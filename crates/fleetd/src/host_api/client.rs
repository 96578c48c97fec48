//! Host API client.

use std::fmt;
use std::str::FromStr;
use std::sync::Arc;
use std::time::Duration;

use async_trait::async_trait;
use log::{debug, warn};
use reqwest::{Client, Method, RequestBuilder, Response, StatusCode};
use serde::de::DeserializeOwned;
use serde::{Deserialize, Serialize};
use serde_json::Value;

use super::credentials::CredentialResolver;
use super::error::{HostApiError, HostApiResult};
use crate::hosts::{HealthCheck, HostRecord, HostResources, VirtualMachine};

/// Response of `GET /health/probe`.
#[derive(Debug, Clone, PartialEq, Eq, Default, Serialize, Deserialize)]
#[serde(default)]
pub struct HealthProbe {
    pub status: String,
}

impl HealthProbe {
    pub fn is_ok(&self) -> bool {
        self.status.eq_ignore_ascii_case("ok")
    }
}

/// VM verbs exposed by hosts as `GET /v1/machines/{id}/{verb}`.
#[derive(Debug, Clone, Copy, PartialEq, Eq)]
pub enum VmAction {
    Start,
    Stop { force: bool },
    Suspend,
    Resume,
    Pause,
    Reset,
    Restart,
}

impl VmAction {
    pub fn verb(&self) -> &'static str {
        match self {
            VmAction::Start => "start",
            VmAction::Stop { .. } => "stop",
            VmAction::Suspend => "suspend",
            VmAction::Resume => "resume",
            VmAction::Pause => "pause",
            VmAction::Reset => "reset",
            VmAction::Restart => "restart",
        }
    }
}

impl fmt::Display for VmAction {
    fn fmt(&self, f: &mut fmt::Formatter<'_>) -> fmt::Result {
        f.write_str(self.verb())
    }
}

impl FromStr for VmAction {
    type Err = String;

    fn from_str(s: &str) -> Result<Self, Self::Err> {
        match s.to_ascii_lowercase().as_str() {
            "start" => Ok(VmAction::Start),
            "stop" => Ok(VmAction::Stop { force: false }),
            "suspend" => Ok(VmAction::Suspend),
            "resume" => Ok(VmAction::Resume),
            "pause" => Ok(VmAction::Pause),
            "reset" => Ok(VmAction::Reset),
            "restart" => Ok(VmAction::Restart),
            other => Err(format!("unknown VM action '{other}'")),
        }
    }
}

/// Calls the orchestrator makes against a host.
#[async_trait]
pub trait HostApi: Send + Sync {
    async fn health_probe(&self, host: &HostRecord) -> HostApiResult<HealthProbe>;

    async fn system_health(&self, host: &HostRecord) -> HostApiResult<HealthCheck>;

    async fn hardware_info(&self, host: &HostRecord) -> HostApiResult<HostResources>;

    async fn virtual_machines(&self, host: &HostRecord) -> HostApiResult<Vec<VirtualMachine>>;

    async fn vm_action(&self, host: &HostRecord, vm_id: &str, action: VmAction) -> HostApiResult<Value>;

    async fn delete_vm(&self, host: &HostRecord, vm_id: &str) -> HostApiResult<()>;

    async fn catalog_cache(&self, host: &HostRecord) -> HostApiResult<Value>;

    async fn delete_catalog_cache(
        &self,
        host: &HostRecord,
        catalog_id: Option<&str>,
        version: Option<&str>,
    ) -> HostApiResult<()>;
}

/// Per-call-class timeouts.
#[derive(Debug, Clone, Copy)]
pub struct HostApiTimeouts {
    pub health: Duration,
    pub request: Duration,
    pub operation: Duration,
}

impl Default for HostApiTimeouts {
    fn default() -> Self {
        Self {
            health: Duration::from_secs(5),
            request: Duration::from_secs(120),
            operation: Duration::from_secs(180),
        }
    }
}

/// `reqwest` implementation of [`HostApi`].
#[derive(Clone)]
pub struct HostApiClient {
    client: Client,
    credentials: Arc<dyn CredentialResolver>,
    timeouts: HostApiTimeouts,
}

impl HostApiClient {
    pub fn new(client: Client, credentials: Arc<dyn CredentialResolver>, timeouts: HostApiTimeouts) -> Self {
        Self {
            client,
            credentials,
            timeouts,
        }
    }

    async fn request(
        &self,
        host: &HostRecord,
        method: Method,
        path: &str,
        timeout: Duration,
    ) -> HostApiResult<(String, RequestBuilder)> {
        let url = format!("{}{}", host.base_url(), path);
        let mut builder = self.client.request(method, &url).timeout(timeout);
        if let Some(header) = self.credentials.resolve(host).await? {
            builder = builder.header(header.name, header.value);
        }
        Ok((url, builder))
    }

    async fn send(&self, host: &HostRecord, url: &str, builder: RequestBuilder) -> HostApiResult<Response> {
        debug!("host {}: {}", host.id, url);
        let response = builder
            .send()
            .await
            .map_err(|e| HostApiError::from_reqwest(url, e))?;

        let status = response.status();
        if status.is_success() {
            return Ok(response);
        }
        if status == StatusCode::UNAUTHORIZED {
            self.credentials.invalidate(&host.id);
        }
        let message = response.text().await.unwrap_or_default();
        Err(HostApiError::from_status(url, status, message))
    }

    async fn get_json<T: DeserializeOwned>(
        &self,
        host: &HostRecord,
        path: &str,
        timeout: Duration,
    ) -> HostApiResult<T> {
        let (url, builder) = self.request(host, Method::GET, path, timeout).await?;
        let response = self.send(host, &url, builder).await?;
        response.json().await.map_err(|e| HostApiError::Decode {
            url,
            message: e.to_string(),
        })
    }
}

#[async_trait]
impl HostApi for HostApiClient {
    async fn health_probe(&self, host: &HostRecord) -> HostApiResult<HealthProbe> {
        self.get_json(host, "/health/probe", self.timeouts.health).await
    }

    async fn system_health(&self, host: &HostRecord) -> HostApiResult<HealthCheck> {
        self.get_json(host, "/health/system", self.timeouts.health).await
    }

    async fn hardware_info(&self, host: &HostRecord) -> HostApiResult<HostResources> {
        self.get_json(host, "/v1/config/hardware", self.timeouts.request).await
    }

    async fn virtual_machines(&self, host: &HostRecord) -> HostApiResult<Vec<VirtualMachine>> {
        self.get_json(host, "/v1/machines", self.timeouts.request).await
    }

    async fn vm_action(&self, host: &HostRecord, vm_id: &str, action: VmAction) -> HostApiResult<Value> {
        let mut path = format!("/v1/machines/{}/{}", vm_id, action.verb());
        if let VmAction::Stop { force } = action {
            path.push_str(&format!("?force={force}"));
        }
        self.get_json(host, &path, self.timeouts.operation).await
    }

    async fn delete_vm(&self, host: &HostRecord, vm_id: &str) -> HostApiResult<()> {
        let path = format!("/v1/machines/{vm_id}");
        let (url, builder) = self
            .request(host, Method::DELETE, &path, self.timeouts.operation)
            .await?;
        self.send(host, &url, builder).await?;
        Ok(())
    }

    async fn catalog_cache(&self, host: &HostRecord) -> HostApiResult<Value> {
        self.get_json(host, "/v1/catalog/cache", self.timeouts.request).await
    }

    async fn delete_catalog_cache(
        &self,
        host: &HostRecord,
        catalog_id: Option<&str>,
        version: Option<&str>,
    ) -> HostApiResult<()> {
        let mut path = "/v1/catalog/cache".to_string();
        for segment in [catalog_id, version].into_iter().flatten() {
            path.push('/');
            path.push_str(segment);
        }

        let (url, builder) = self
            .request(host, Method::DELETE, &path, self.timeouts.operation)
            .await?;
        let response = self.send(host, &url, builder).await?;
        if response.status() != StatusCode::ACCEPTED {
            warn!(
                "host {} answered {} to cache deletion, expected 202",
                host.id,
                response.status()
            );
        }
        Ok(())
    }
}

§ Work item
Filter the data above by the word "Reset" and copy every line that matches.

§ Task response
    Reset,
            VmAction::Reset => "reset",
            "reset" => Ok(VmAction::Reset),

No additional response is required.